In a release, Cabeen states that his interest in the Buddhist belief in the idea that everything is connected. “When I am hiking through nature or feel the tidal surge from the ocean baptizing me once again, it is there that I encounter the Sacred Divine. It is a communion that goes beyond words. This show is wordless, speechless communications from something entirely bigger than myself or my cameras.”

“The Way” by Jerome Caben

“Knots to Untie” is probably the best representation of the show’s theme of interconnectivity. Shot in the Big Thicket, it features a single branch, blue hewn, around which is wrapped a wiry vine, whose existence depends on the branch for support. The branch fades into nothingness at the top and bottom of the image, giving it a quality that is both of the world and, yet, somehow existing in its own realm. The background is muted, but a tinge of green backlights the knotted vine.

“Strange Beautiful” is lifted from Jimi Hendrix’s “Third Stone from the Sun” — “Strange beautiful, grass of green, with your majestic silver seas. Your mysterious mountains I wish to see more closely….” “Knots to Untie” is a small representation of that expansive beauty.

“The Way,” taken at High Island, has a fairy tale quality. It is a simple path through the woods. The viewer stands in darkness of the overgrown woods, but the way forward is illuminated in the difference. At first, it seems clear that the light is the way out. But what if it is a lure to the witch’s house? The image made me smile as my own sense of stories imprinted itself on the image. Surely that is what Cabeen intends for us. To look deeply and contemplate ourselves in the image.
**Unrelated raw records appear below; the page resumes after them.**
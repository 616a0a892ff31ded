//! Status lattices shared across the orchestrator.
//!
//! All statuses are persisted as upper-case strings. The remote compute
//! service reports task states from an open set; `ExportState::project`
//! collapses them into the five-value lattice the poller and reconciler
//! operate on.

use serde::{Deserialize, Serialize};

/// Overall job status.
#[derive(Debug, Clone, Copy, PartialEq, Eq, Serialize, Deserialize)]
#[serde(rename_all = "SCREAMING_SNAKE_CASE")]
pub enum JobStatus {
    Running,
    Completed,
    Failed,
}

impl JobStatus {
    pub fn as_str(&self) -> &'static str {
        match self {
            Self::Running => "RUNNING",
            Self::Completed => "COMPLETED",
            Self::Failed => "FAILED",
        }
    }

    pub fn parse(s: &str) -> Option<Self> {
        match s {
            "RUNNING" => Some(Self::Running),
            "COMPLETED" => Some(Self::Completed),
            "FAILED" => Some(Self::Failed),
            _ => None,
        }
    }

    /// A job no longer advances once it has completed or failed.
    pub fn is_terminal(&self) -> bool {
        matches!(self, Self::Completed | Self::Failed)
    }
}

impl std::fmt::Display for JobStatus {
    fn fmt(&self, f: &mut std::fmt::Formatter<'_>) -> std::fmt::Result {
        write!(f, "{}", self.as_str())
    }
}

/// Per-stage status on a job (image, stats, website and report columns).
#[derive(Debug, Clone, Copy, PartialEq, Eq, Serialize, Deserialize)]
#[serde(rename_all = "SCREAMING_SNAKE_CASE")]
pub enum StageStatus {
    Pending,
    Running,
    Completed,
    Failed,
    NotRequired,
}

impl StageStatus {
    pub fn as_str(&self) -> &'static str {
        match self {
            Self::Pending => "PENDING",
            Self::Running => "RUNNING",
            Self::Completed => "COMPLETED",
            Self::Failed => "FAILED",
            Self::NotRequired => "NOT_REQUIRED",
        }
    }

    pub fn parse(s: &str) -> Option<Self> {
        match s {
            "PENDING" => Some(Self::Pending),
            "RUNNING" => Some(Self::Running),
            "COMPLETED" => Some(Self::Completed),
            "FAILED" => Some(Self::Failed),
            "NOT_REQUIRED" => Some(Self::NotRequired),
            _ => None,
        }
    }

    pub fn is_terminal(&self) -> bool {
        matches!(self, Self::Completed | Self::Failed)
    }
}

impl std::fmt::Display for StageStatus {
    fn fmt(&self, f: &mut std::fmt::Formatter<'_>) -> std::fmt::Result {
        write!(f, "{}", self.as_str())
    }
}

/// Orchestrator-level projection of a remote task's state.
///
/// `Completed`, `Failed` and `TimedOut` are terminal; a terminal export is
/// never touched by the poller again. `Unknown` is a non-terminal probe state
/// that keeps being polled.
#[derive(Debug, Clone, Copy, PartialEq, Eq, Serialize, Deserialize)]
#[serde(rename_all = "SCREAMING_SNAKE_CASE")]
pub enum ExportState {
    Running,
    Completed,
    Failed,
    TimedOut,
    Unknown,
}

impl ExportState {
    pub fn as_str(&self) -> &'static str {
        match self {
            Self::Running => "RUNNING",
            Self::Completed => "COMPLETED",
            Self::Failed => "FAILED",
            Self::TimedOut => "TIMED_OUT",
            Self::Unknown => "UNKNOWN",
        }
    }

    pub fn parse(s: &str) -> Option<Self> {
        match s {
            "RUNNING" => Some(Self::Running),
            "COMPLETED" => Some(Self::Completed),
            "FAILED" => Some(Self::Failed),
            "TIMED_OUT" => Some(Self::TimedOut),
            "UNKNOWN" => Some(Self::Unknown),
            _ => None,
        }
    }

    pub fn is_terminal(&self) -> bool {
        matches!(self, Self::Completed | Self::Failed | Self::TimedOut)
    }

    /// Map a raw remote task status onto the internal lattice.
    ///
    /// Remote "NOT_STARTED" and the cancellation states count as completed:
    /// the task will never produce output but nothing went wrong on our side.
    pub fn project(raw_status: &str) -> Self {
        match raw_status.to_ascii_uppercase().as_str() {
            "PENDING" | "UNKNOWN" | "SUBMITTED" | "READY" | "RUNNING" | "STARTED" => Self::Running,
            "NOT_STARTED" | "EXCLUDED" | "COMPLETED" | "CANCELED" | "CANCEL_REQUESTED" => {
                Self::Completed
            }
            "FAILED" | "FAILED_TO_CREATE" | "FAILED_TO_START" => Self::Failed,
            _ => Self::Unknown,
        }
    }
}

impl std::fmt::Display for ExportState {
    fn fmt(&self, f: &mut std::fmt::Formatter<'_>) -> std::fmt::Result {
        write!(f, "{}", self.as_str())
    }
}

/// Export row kind: one remote image-generation task or one table-statistics task.
#[derive(Debug, Clone, Copy, PartialEq, Eq, Serialize, Deserialize)]
#[serde(rename_all = "lowercase")]
pub enum ExportKind {
    Image,
    Table,
}

impl ExportKind {
    pub fn as_str(&self) -> &'static str {
        match self {
            Self::Image => "image",
            Self::Table => "table",
        }
    }

    pub fn parse(s: &str) -> Option<Self> {
        match s {
            "image" => Some(Self::Image),
            "table" => Some(Self::Table),
            _ => None,
        }
    }
}

impl std::fmt::Display for ExportKind {
    fn fmt(&self, f: &mut std::fmt::Formatter<'_>) -> std::fmt::Result {
        write!(f, "{}", self.as_str())
    }
}

/// Where a remote task delivers its output.
#[derive(Debug, Clone, Copy, PartialEq, Eq, Serialize, Deserialize)]
#[serde(rename_all = "lowercase")]
pub enum ExportTarget {
    /// An asset inside the remote compute service itself.
    Gee,
    /// A blob in the object store.
    Storage,
    /// A shared drive folder.
    Drive,
}

impl ExportTarget {
    pub fn as_str(&self) -> &'static str {
        match self {
            Self::Gee => "gee",
            Self::Storage => "storage",
            Self::Drive => "drive",
        }
    }

    pub fn parse(s: &str) -> Option<Self> {
        match s {
            "gee" => Some(Self::Gee),
            "storage" => Some(Self::Storage),
            "drive" => Some(Self::Drive),
            _ => None,
        }
    }
}

impl std::fmt::Display for ExportTarget {
    fn fmt(&self, f: &mut std::fmt::Formatter<'_>) -> std::fmt::Result {
        write!(f, "{}", self.as_str())
    }
}

/// Archive bookkeeping status of a single published table output.
#[derive(Debug, Clone, Copy, PartialEq, Eq, Serialize, Deserialize)]
#[serde(rename_all = "SCREAMING_SNAKE_CASE")]
pub enum TransferStatus {
    HasArchive,
    NoArchive,
    RolledBack,
}

impl TransferStatus {
    pub fn as_str(&self) -> &'static str {
        match self {
            Self::HasArchive => "HAS_ARCHIVE",
            Self::NoArchive => "NO_ARCHIVE",
            Self::RolledBack => "ROLLED_BACK",
        }
    }

    pub fn parse(s: &str) -> Option<Self> {
        match s {
            "HAS_ARCHIVE" => Some(Self::HasArchive),
            "NO_ARCHIVE" => Some(Self::NoArchive),
            "ROLLED_BACK" => Some(Self::RolledBack),
            _ => None,
        }
    }
}

impl std::fmt::Display for TransferStatus {
    fn fmt(&self, f: &mut std::fmt::Formatter<'_>) -> std::fmt::Result {
        write!(f, "{}", self.as_str())
    }
}

/// Website publication record status.
#[derive(Debug, Clone, Copy, PartialEq, Eq, Serialize, Deserialize)]
#[serde(rename_all = "SCREAMING_SNAKE_CASE")]
pub enum WebsiteUpdateStatus {
    Pending,
    Running,
    Completed,
    Failed,
}

impl WebsiteUpdateStatus {
    pub fn as_str(&self) -> &'static str {
        match self {
            Self::Pending => "PENDING",
            Self::Running => "RUNNING",
            Self::Completed => "COMPLETED",
            Self::Failed => "FAILED",
        }
    }

    pub fn parse(s: &str) -> Option<Self> {
        match s {
            "PENDING" => Some(Self::Pending),
            "RUNNING" => Some(Self::Running),
            "COMPLETED" => Some(Self::Completed),
            "FAILED" => Some(Self::Failed),
            _ => None,
        }
    }
}

impl std::fmt::Display for WebsiteUpdateStatus {
    fn fmt(&self, f: &mut std::fmt::Formatter<'_>) -> std::fmt::Result {
        write!(f, "{}", self.as_str())
    }
}

/// Report row status.
#[derive(Debug, Clone, Copy, PartialEq, Eq, Serialize, Deserialize)]
#[serde(rename_all = "SCREAMING_SNAKE_CASE")]
pub enum ReportStatus {
    Pending,
    Completed,
    Failed,
}

impl ReportStatus {
    pub fn as_str(&self) -> &'static str {
        match self {
            Self::Pending => "PENDING",
            Self::Completed => "COMPLETED",
            Self::Failed => "FAILED",
        }
    }

    pub fn parse(s: &str) -> Option<Self> {
        match s {
            "PENDING" => Some(Self::Pending),
            "COMPLETED" => Some(Self::Completed),
            "FAILED" => Some(Self::Failed),
            _ => None,
        }
    }
}

impl std::fmt::Display for ReportStatus {
    fn fmt(&self, f: &mut std::fmt::Formatter<'_>) -> std::fmt::Result {
        write!(f, "{}", self.as_str())
    }
}

/// Join two accumulated error messages into one, separated by `' | '`.
///
/// Empty segments are dropped; both inputs may already be `|`-delimited lists.
pub fn join_error_msgs(msg1: Option<&str>, msg2: Option<&str>) -> Option<String> {
    let mut parts: Vec<&str> = Vec::new();
    for msg in [msg1, msg2].into_iter().flatten() {
        parts.extend(msg.split(" | ").map(str::trim).filter(|p| !p.is_empty()));
    }
    if parts.is_empty() {
        None
    } else {
        Some(parts.join(" | "))
    }
}

#[cfg(test)]
mod tests {
    use super::*;

    #[test]
    fn test_projection_lattice() {
        for raw in ["PENDING", "UNKNOWN", "SUBMITTED", "READY", "RUNNING", "STARTED"] {
            assert_eq!(ExportState::project(raw), ExportState::Running, "{raw}");
        }
        for raw in [
            "NOT_STARTED",
            "EXCLUDED",
            "COMPLETED",
            "CANCELED",
            "CANCEL_REQUESTED",
        ] {
            assert_eq!(ExportState::project(raw), ExportState::Completed, "{raw}");
        }
        for raw in ["FAILED", "FAILED_TO_CREATE", "FAILED_TO_START"] {
            assert_eq!(ExportState::project(raw), ExportState::Failed, "{raw}");
        }
        assert_eq!(ExportState::project("SOMETHING_NEW"), ExportState::Unknown);
    }

    #[test]
    fn test_projection_is_case_insensitive() {
        assert_eq!(ExportState::project("completed"), ExportState::Completed);
        assert_eq!(ExportState::project("Failed"), ExportState::Failed);
    }

    #[test]
    fn test_terminal_states() {
        assert!(ExportState::Completed.is_terminal());
        assert!(ExportState::Failed.is_terminal());
        assert!(ExportState::TimedOut.is_terminal());
        assert!(!ExportState::Running.is_terminal());
        assert!(!ExportState::Unknown.is_terminal());
    }

    #[test]
    fn test_status_round_trip() {
        for status in [StageStatus::Pending, StageStatus::NotRequired, StageStatus::Failed] {
            assert_eq!(StageStatus::parse(status.as_str()), Some(status));
        }
        assert_eq!(StageStatus::parse("bogus"), None);
    }

    #[test]
    fn test_join_error_msgs() {
        assert_eq!(join_error_msgs(None, None), None);
        assert_eq!(join_error_msgs(Some("a"), None), Some("a".to_string()));
        assert_eq!(
            join_error_msgs(Some("a | b"), Some("c")),
            Some("a | b | c".to_string())
        );
        // duplicates are preserved
        assert_eq!(
            join_error_msgs(Some("a"), Some("a")),
            Some("a | a".to_string())
        );
        assert_eq!(join_error_msgs(Some("  "), Some("")), None);
    }
}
“40 Days in the Desert” by Jerome Cabeen

Most of the images are monochromatic, grays or with hints of color. However, “40 Days in the Desert,” taken at White Sand, New Mexico, positively pops off the wall. It is fitting that is stands alone on a thin strip of wall between doors. The bright colors scream out to be noticed, and yet the composition is intensely quiet, with a simple Yacca plant standing alone. The vibrancy of the blue sky and bright yellow sand only accentuates the solitude of the plant.

“Strange Beautiful” is an example of an intimate show opening up an expanse of ideas. Cabeen’s release states, “Each tells a story. Each is you. Each is me. It is strange. It is beautiful. The exhibition invites the careful viewer to sit and contemplate their relationship to the physical and spiritual world.